### RECORDS FOR THIS TASK ###

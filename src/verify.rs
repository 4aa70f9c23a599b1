// Copyright 2025-present Harīṣh Tummalachērla
// SPDX-License-Identifier: Apache-2.0

//! Whole-index validation against brute-force ground truth.
//!
//! [`verify_index`] re-derives every invariant of a [`SuffixIndex`] by
//! direct scans over the sequence: no structure is trusted to check itself.
//! It is intended for indexes reassembled from persisted files and for
//! tests; on a freshly built index it should never fail.

use std::cmp::Ordering;
use std::fmt;

use crate::index::SuffixIndex;

/// One invariant violation, carrying enough context to locate it.
#[derive(Debug, Clone, PartialEq, Eq)]
pub enum InvariantError {
    /// `pos` is not a bijection over `[0, n)`.
    PosNotPermutation { rank: usize, pos: usize },
    /// Adjacent ranks hold suffixes out of lexicographic order.
    UnsortedSuffixes { rank: usize },
    /// The BWT symbol at some rank disagrees with the sequence.
    WrongBwtSymbol { rank: usize, stored: u8, expected: u8 },
    /// A rank query disagrees with a literal count over the BWT.
    WrongRank { r: usize, symbol: u8, stored: usize, expected: usize },
    /// A `less` entry disagrees with a literal count over the BWT.
    WrongLess { symbol: u8, stored: usize, expected: usize },
    /// An LCP value disagrees with a direct suffix comparison.
    WrongLcp { rank: usize, stored: i64, expected: i64 },
    /// A rank index entry names a record that does not own the position.
    WrongRecord { rank: usize, entry: usize },
}

impl fmt::Display for InvariantError {
    fn fmt(&self, f: &mut fmt::Formatter<'_>) -> fmt::Result {
        match self {
            InvariantError::PosNotPermutation { rank, pos } => {
                write!(f, "pos[{}] = {} repeats or exceeds the text length", rank, pos)
            }
            InvariantError::UnsortedSuffixes { rank } => {
                write!(f, "suffix at rank {} sorts after its successor", rank)
            }
            InvariantError::WrongBwtSymbol { rank, stored, expected } => {
                write!(f, "bwt[{}] = {} but the sequence says {}", rank, stored, expected)
            }
            InvariantError::WrongRank { r, symbol, stored, expected } => {
                write!(
                    f,
                    "rank({}, {}) = {} but a literal scan counts {}",
                    r, symbol, stored, expected
                )
            }
            InvariantError::WrongLess { symbol, stored, expected } => {
                write!(
                    f,
                    "less({}) = {} but a literal scan counts {}",
                    symbol, stored, expected
                )
            }
            InvariantError::WrongLcp { rank, stored, expected } => {
                write!(f, "lcp[{}] = {} but direct comparison gives {}", rank, stored, expected)
            }
            InvariantError::WrongRecord { rank, entry } => {
                write!(f, "rindex[{}] = {} does not own pos[{}]", rank, entry, rank)
            }
        }
    }
}

impl std::error::Error for InvariantError {}

/// Check every testable property of a built index by brute force.
///
/// Runs in roughly O(n² / occrate) for the rank checks on small inputs;
/// meant for tests and post-load validation, not hot paths.
pub fn verify_index(index: &SuffixIndex) -> Result<(), InvariantError> {
    let seq = index.sequence();
    let pos = index.pos();
    let n = seq.len();

    // pos is a permutation
    let mut seen = vec![false; n];
    for (rank, &p) in pos.iter().enumerate() {
        if p >= n || seen[p] {
            return Err(InvariantError::PosNotPermutation { rank, pos: p });
        }
        seen[p] = true;
    }

    // suffixes are sorted
    for r in 1..n {
        if seq.suffix_cmp(pos[r - 1], pos[r], 0).0 == Ordering::Greater {
            return Err(InvariantError::UnsortedSuffixes { rank: r - 1 });
        }
    }

    // bwt matches the cyclic predecessor of each suffix
    let occ = index.occ();
    let bwt = occ.bwt();
    for r in 0..n {
        let expected = if pos[r] == 0 { seq.at(n - 1) } else { seq.at(pos[r] - 1) };
        if bwt[r] != expected {
            return Err(InvariantError::WrongBwtSymbol {
                rank: r,
                stored: bwt[r],
                expected,
            });
        }
    }

    // rank and less agree with literal counts
    let firstreg = occ.firstregular();
    for c in 0..occ.regulars() {
        let a = firstreg + c as u8;
        let mut count = 0usize;
        for r in 0..=n {
            if occ.rank(r, a) != count {
                return Err(InvariantError::WrongRank {
                    r,
                    symbol: a,
                    stored: occ.rank(r, a),
                    expected: count,
                });
            }
            if r < n && bwt[r] == a {
                count += 1;
            }
        }
        let below = bwt.iter().filter(|&&b| b < a).count();
        if occ.less(a) != Some(below) {
            return Err(InvariantError::WrongLess {
                symbol: a,
                stored: occ.less(a).unwrap_or(usize::MAX),
                expected: below,
            });
        }
    }

    // lcp values match direct comparisons
    if let Some(lcp) = index.lcp() {
        if lcp.mode().has_exceptions() || lcp.mode().sentinel().is_none() {
            for r in 1..n {
                let expected = seq.suffix_cmp(pos[r - 1], pos[r], 0).1 as i64;
                if lcp.at(r) != expected {
                    return Err(InvariantError::WrongLcp {
                        rank: r,
                        stored: lcp.at(r),
                        expected,
                    });
                }
            }
            if n > 0 && lcp.at(0) != -1 {
                return Err(InvariantError::WrongLcp {
                    rank: 0,
                    stored: lcp.at(0),
                    expected: -1,
                });
            }
        }
    }

    // rindex entries own their positions
    for r in 0..n {
        let entry = index.rindex()[r] as usize;
        match seq.manifest().get(entry) {
            Some(e) if e.start <= pos[r] && pos[r] <= e.end => {}
            _ => return Err(InvariantError::WrongRecord { rank: r, entry }),
        }
    }

    Ok(())
}

#[cfg(test)]
mod tests {
    use super::*;
    use crate::testing::{banana_index, dna_index, random_dna};

    #[test]
    fn fresh_indexes_verify() {
        verify_index(&banana_index()).unwrap();
        verify_index(&dna_index(&[("a", "ACGT"), ("b", "TTGGCCAA")])).unwrap();
        let text = random_dna(500, 42);
        verify_index(&dna_index(&[("rnd", &text)])).unwrap();
    }

    #[test]
    fn errors_render_with_context() {
        let e = InvariantError::WrongRank {
            r: 3,
            symbol: 2,
            stored: 1,
            expected: 2,
        };
        assert_eq!(e.to_string(), "rank(3, 2) = 1 but a literal scan counts 2");
    }
}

###

▶ YOUR INSTRUCTIONS:
Go through the records and show every line with the string "seen" in it.

▶ SOLUTION FOR THIS PROBLEM:
    let mut seen = vec![false; n];
        if p >= n || seen[p] {
        seen[p] = true;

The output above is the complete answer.